▶ **Work instructions**
Set the data down once more, exactly as it is written.

▶ **Supplied data**
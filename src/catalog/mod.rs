//! Source catalogs
//!
//! A catalog is a YAML table of endpoints for one API: paths, parameters,
//! continuation conventions and the child sources reachable from each
//! record. It replaces hand-written per-endpoint methods.
//!
//! # Overview
//!
//! The catalog module provides:
//! - `CatalogDefinition` - the parsed, validated table
//! - `Catalog` - a definition bound to a transport and credentials, which
//!   opens traversals
//! - Built-in tables for `graph`, `reddit`, `youtube` and `twitter`

mod builtin;
mod parser;
mod traversal;
mod types;

pub use builtin::{get_builtin, is_builtin, list_builtin, list_builtin_info, CatalogInfo};
pub use parser::{load_catalog, parse_catalog, validate_catalog};
pub use traversal::{iterate, Catalog};
pub use types::{CatalogDefinition, ChildDefinition, OrderDefinition, SourceDefinition};
//! Tree adapters
//!
//! A [`TreeAdapter`] knows the shape of a partial-tree source: where the
//! nodes are, which nodes are placeholders, and how to ask for the subtree
//! a placeholder stands for.

use crate::http::PageRequest;
use crate::types::{lookup, lookup_string, Record, StringMap};
use serde::{Deserialize, Serialize};
use serde_json::Value;

/// Placeholder for an omitted subtree
#[derive(Debug, Clone, PartialEq, Eq)]
pub struct Stub {
    /// Id of the node the omitted children hang from
    pub parent: String,
    /// Ids of the omitted children
    pub children: Vec<String>,
}

impl Stub {
    /// Create a stub
    pub fn new(parent: impl Into<String>, children: Vec<String>) -> Self {
        Self {
            parent: parent.into(),
            children,
        }
    }

    /// Identity used to expand each stub only once
    pub fn identity(&self) -> Vec<String> {
        let mut ids = self.children.clone();
        ids.sort();
        ids
    }

    /// Split into stubs of at most `size` children
    pub fn chunks(&self, size: usize) -> Vec<Stub> {
        self.children
            .chunks(size.max(1))
            .map(|chunk| Stub::new(self.parent.clone(), chunk.to_vec()))
            .collect()
    }
}

/// One classified node of a page
#[derive(Debug, Clone, PartialEq)]
pub enum Node {
    /// A real record, with its nested children detached
    Record {
        /// The record without its nested children
        record: Record,
        /// Nested child nodes, in order
        children: Vec<Value>,
    },
    /// A placeholder to expand
    Stub(Stub),
    /// Nothing to yield or expand
    Empty,
}

/// Shape of a partial-tree source
pub trait TreeAdapter: Send + Sync {
    /// Request for the root page
    fn root_request(&self) -> PageRequest;

    /// Name of the traversal root, from the root page
    fn root_name(&self, body: &Value) -> Option<String>;

    /// Top-level nodes of the root page
    fn root_nodes(&self, body: &Value) -> Vec<Value>;

    /// Request expanding a stub against the root
    fn expand_request(&self, root: &str, stub: &Stub) -> PageRequest;

    /// Nodes returned by an expansion
    fn expansion_nodes(&self, body: &Value) -> Vec<Value>;

    /// Classify one node
    fn classify(&self, node: Value) -> Node;
}

/// Layout of a reddit-style listing tree
#[derive(Debug, Clone, PartialEq, Eq, Serialize, Deserialize)]
#[serde(default)]
pub struct TreeConfig {
    /// Path of the root name in the root page
    pub root_name_path: String,
    /// Path of the top-level nodes in the root page
    pub nodes_path: String,
    /// Field holding the node kind
    pub kind_field: String,
    /// Field holding the node payload
    pub data_field: String,
    /// Kind marking a placeholder
    pub stub_kind: String,
    /// Payload field of a placeholder's parent id
    pub parent_field: String,
    /// Payload field of a placeholder's child ids
    pub children_field: String,
    /// Payload field holding nested replies
    pub replies_field: String,
    /// Path of the reply nodes inside the replies field
    pub replies_path: String,
    /// Path of the expansion endpoint
    pub expand_path: String,
    /// Fixed parameters of expansion requests
    pub expand_params: StringMap,
    /// Parameter carrying the comma-joined child ids
    pub children_param: String,
    /// Parameter carrying the root name
    pub root_param: String,
    /// Path of the nodes in an expansion response
    pub expand_nodes_path: String,
    /// Largest number of children per expansion request
    pub chunk_size: usize,
}

impl Default for TreeConfig {
    fn default() -> Self {
        Self {
            root_name_path: "0.data.children.0.data.name".to_string(),
            nodes_path: "1.data.children".to_string(),
            kind_field: "kind".to_string(),
            data_field: "data".to_string(),
            stub_kind: "more".to_string(),
            parent_field: "parent_id".to_string(),
            children_field: "children".to_string(),
            replies_field: "replies".to_string(),
            replies_path: "data.children".to_string(),
            expand_path: "api/morechildren".to_string(),
            expand_params: StringMap::from([("api_type".to_string(), "json".to_string())]),
            children_param: "children".to_string(),
            root_param: "link_id".to_string(),
            expand_nodes_path: "json.data.things".to_string(),
            chunk_size: 20,
        }
    }
}

/// Data-driven adapter for `kind`/`data` listings with `more` placeholders
#[derive(Debug, Clone)]
pub struct ListingTree {
    config: TreeConfig,
    root: PageRequest,
    expand: PageRequest,
}

impl ListingTree {
    /// Create an adapter for a root request
    ///
    /// Expansion requests carry the root request's headers.
    pub fn new(config: TreeConfig, root: PageRequest) -> Self {
        let mut expand =
            PageRequest::new(config.expand_path.clone()).with_params(&config.expand_params);
        expand.headers = root.headers.clone();
        Self {
            config,
            root,
            expand,
        }
    }

    /// Add parameters every expansion request carries (credentials)
    pub fn shared_params(mut self, params: &StringMap) -> Self {
        self.expand = self.expand.with_params(params);
        self
    }

    /// The layout
    pub fn config(&self) -> &TreeConfig {
        &self.config
    }

    fn nodes_at(body: &Value, path: &str) -> Vec<Value> {
        lookup(body, path)
            .and_then(Value::as_array)
            .cloned()
            .unwrap_or_default()
    }
}

impl TreeAdapter for ListingTree {
    fn root_request(&self) -> PageRequest {
        self.root.clone()
    }

    fn root_name(&self, body: &Value) -> Option<String> {
        lookup_string(body, &self.config.root_name_path)
    }

    fn root_nodes(&self, body: &Value) -> Vec<Value> {
        Self::nodes_at(body, &self.config.nodes_path)
    }

    fn expand_request(&self, root: &str, stub: &Stub) -> PageRequest {
        self.expand
            .clone()
            .query(&self.config.children_param, stub.children.join(","))
            .query(&self.config.root_param, root)
    }

    fn expansion_nodes(&self, body: &Value) -> Vec<Value> {
        Self::nodes_at(body, &self.config.expand_nodes_path)
    }

    fn classify(&self, mut node: Value) -> Node {
        let kind = node.get(&self.config.kind_field).and_then(Value::as_str);

        if kind == Some(self.config.stub_kind.as_str()) {
            let Some(data) = node.get(&self.config.data_field) else {
                return Node::Empty;
            };
            let children: Vec<String> = data
                .get(&self.config.children_field)
                .and_then(Value::as_array)
                .map(|ids| ids.iter().filter_map(|id| id.as_str().map(String::from)).collect())
                .unwrap_or_default();
            if children.is_empty() {
                return Node::Empty;
            }
            let parent = lookup_string(data, &self.config.parent_field).unwrap_or_default();
            return Node::Stub(Stub::new(parent, children));
        }

        // Replies are detached so every record is yielded flat
        let replies = node
            .get_mut(&self.config.data_field)
            .and_then(Value::as_object_mut)
            .and_then(|data| data.remove(&self.config.replies_field));
        let children = replies
            .map(|replies| Self::nodes_at(&replies, &self.config.replies_path))
            .unwrap_or_default();

        Node::Record {
            record: node,
            children,
        }
    }
}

▶ **Task output**
filename src/catalog/mod.rs
//! Source catalogs
//!
//! A catalog is a YAML table of endpoints for one API: paths, parameters,
//! continuation conventions and the child sources reachable from each
//! record. It replaces hand-written per-endpoint methods.
//!
//! # Overview
//!
//! The catalog module provides:
//! - `CatalogDefinition` - the parsed, validated table
//! - `Catalog` - a definition bound to a transport and credentials, which
//!   opens traversals
//! - Built-in tables for `graph`, `reddit`, `youtube` and `twitter`

mod builtin;
mod parser;
mod traversal;
mod types;

pub use builtin::{get_builtin, is_builtin, list_builtin, list_builtin_info, CatalogInfo};
pub use parser::{load_catalog, parse_catalog, validate_catalog};
pub use traversal::{iterate, Catalog};
pub use types::{CatalogDefinition, ChildDefinition, OrderDefinition, SourceDefinition};
//! Tree adapters
//!
//! A [`TreeAdapter`] knows the shape of a partial-tree source: where the
//! nodes are, which nodes are placeholders, and how to ask for the subtree
//! a placeholder stands for.

use crate::http::PageRequest;
use crate::types::{lookup, lookup_string, Record, StringMap};
use serde::{Deserialize, Serialize};
use serde_json::Value;

/// Placeholder for an omitted subtree
#[derive(Debug, Clone, PartialEq, Eq)]
pub struct Stub {
    /// Id of the node the omitted children hang from
    pub parent: String,
    /// Ids of the omitted children
    pub children: Vec<String>,
}

impl Stub {
    /// Create a stub
    pub fn new(parent: impl Into<String>, children: Vec<String>) -> Self {
        Self {
            parent: parent.into(),
            children,
        }
    }

    /// Identity used to expand each stub only once
    pub fn identity(&self) -> Vec<String> {
        let mut ids = self.children.clone();
        ids.sort();
        ids
    }

    /// Split into stubs of at most `size` children
    pub fn chunks(&self, size: usize) -> Vec<Stub> {
        self.children
            .chunks(size.max(1))
            .map(|chunk| Stub::new(self.parent.clone(), chunk.to_vec()))
            .collect()
    }
}

/// One classified node of a page
#[derive(Debug, Clone, PartialEq)]
pub enum Node {
    /// A real record, with its nested children detached
    Record {
        /// The record without its nested children
        record: Record,
        /// Nested child nodes, in order
        children: Vec<Value>,
    },
    /// A placeholder to expand
    Stub(Stub),
    /// Nothing to yield or expand
    Empty,
}

/// Shape of a partial-tree source
pub trait TreeAdapter: Send + Sync {
    /// Request for the root page
    fn root_request(&self) -> PageRequest;

    /// Name of the traversal root, from the root page
    fn root_name(&self, body: &Value) -> Option<String>;

    /// Top-level nodes of the root page
    fn root_nodes(&self, body: &Value) -> Vec<Value>;

    /// Request expanding a stub against the root
    fn expand_request(&self, root: &str, stub: &Stub) -> PageRequest;

    /// Nodes returned by an expansion
    fn expansion_nodes(&self, body: &Value) -> Vec<Value>;

    /// Classify one node
    fn classify(&self, node: Value) -> Node;
}

/// Layout of a reddit-style listing tree
#[derive(Debug, Clone, PartialEq, Eq, Serialize, Deserialize)]
#[serde(default)]
pub struct TreeConfig {
    /// Path of the root name in the root page
    pub root_name_path: String,
    /// Path of the top-level nodes in the root page
    pub nodes_path: String,
    /// Field holding the node kind
    pub kind_field: String,
    /// Field holding the node payload
    pub data_field: String,
    /// Kind marking a placeholder
    pub stub_kind: String,
    /// Payload field of a placeholder's parent id
    pub parent_field: String,
    /// Payload field of a placeholder's child ids
    pub children_field: String,
    /// Payload field holding nested replies
    pub replies_field: String,
    /// Path of the reply nodes inside the replies field
    pub replies_path: String,
    /// Path of the expansion endpoint
    pub expand_path: String,
    /// Fixed parameters of expansion requests
    pub expand_params: StringMap,
    /// Parameter carrying the comma-joined child ids
    pub children_param: String,
    /// Parameter carrying the root name
    pub root_param: String,
    /// Path of the nodes in an expansion response
    pub expand_nodes_path: String,
    /// Largest number of children per expansion request
    pub chunk_size: usize,
}

impl Default for TreeConfig {
    fn default() -> Self {
        Self {
            root_name_path: "0.data.children.0.data.name".to_string(),
            nodes_path: "1.data.children".to_string(),
            kind_field: "kind".to_string(),
            data_field: "data".to_string(),
            stub_kind: "more".to_string(),
            parent_field: "parent_id".to_string(),
            children_field: "children".to_string(),
            replies_field: "replies".to_string(),
            replies_path: "data.children".to_string(),
            expand_path: "api/morechildren".to_string(),
            expand_params: StringMap::from([("api_type".to_string(), "json".to_string())]),
            children_param: "children".to_string(),
            root_param: "link_id".to_string(),
            expand_nodes_path: "json.data.things".to_string(),
            chunk_size: 20,
        }
    }
}

/// Data-driven adapter for `kind`/`data` listings with `more` placeholders
#[derive(Debug, Clone)]
pub struct ListingTree {
    config: TreeConfig,
    root: PageRequest,
    expand: PageRequest,
}

impl ListingTree {
    /// Create an adapter for a root request
    ///
    /// Expansion requests carry the root request's headers.
    pub fn new(config: TreeConfig, root: PageRequest) -> Self {
        let mut expand =
            PageRequest::new(config.expand_path.clone()).with_params(&config.expand_params);
        expand.headers = root.headers.clone();
        Self {
            config,
            root,
            expand,
        }
    }

    /// Add parameters every expansion request carries (credentials)
    pub fn shared_params(mut self, params: &StringMap) -> Self {
        self.expand = self.expand.with_params(params);
        self
    }

    /// The layout
    pub fn config(&self) -> &TreeConfig {
        &self.config
    }

    fn nodes_at(body: &Value, path: &str) -> Vec<Value> {
        lookup(body, path)
            .and_then(Value::as_array)
            .cloned()
            .unwrap_or_default()
    }
}

impl TreeAdapter for ListingTree {
    fn root_request(&self) -> PageRequest {
        self.root.clone()
    }

    fn root_name(&self, body: &Value) -> Option<String> {
        lookup_string(body, &self.config.root_name_path)
    }

    fn root_nodes(&self, body: &Value) -> Vec<Value> {
        Self::nodes_at(body, &self.config.nodes_path)
    }

    fn expand_request(&self, root: &str, stub: &Stub) -> PageRequest {
        self.expand
            .clone()
            .query(&self.config.children_param, stub.children.join(","))
            .query(&self.config.root_param, root)
    }

    fn expansion_nodes(&self, body: &Value) -> Vec<Value> {
        Self::nodes_at(body, &self.config.expand_nodes_path)
    }

    fn classify(&self, mut node: Value) -> Node {
        let kind = node.get(&self.config.kind_field).and_then(Value::as_str);

        if kind == Some(self.config.stub_kind.as_str()) {
            let Some(data) = node.get(&self.config.data_field) else {
                return Node::Empty;
            };
            let children: Vec<String> = data
                .get(&self.config.children_field)
                .and_then(Value::as_array)
                .map(|ids| ids.iter().filter_map(|id| id.as_str().map(String::from)).collect())
                .unwrap_or_default();
            if children.is_empty() {
                return Node::Empty;
            }
            let parent = lookup_string(data, &self.config.parent_field).unwrap_or_default();
            return Node::Stub(Stub::new(parent, children));
        }

        // Replies are detached so every record is yielded flat
        let replies = node
            .get_mut(&self.config.data_field)
            .and_then(Value::as_object_mut)
            .and_then(|data| data.remove(&self.config.replies_field));
        let children = replies
            .map(|replies| Self::nodes_at(&replies, &self.config.replies_path))
            .unwrap_or_default();

        Node::Record {
            record: node,
            children,
        }
    }
}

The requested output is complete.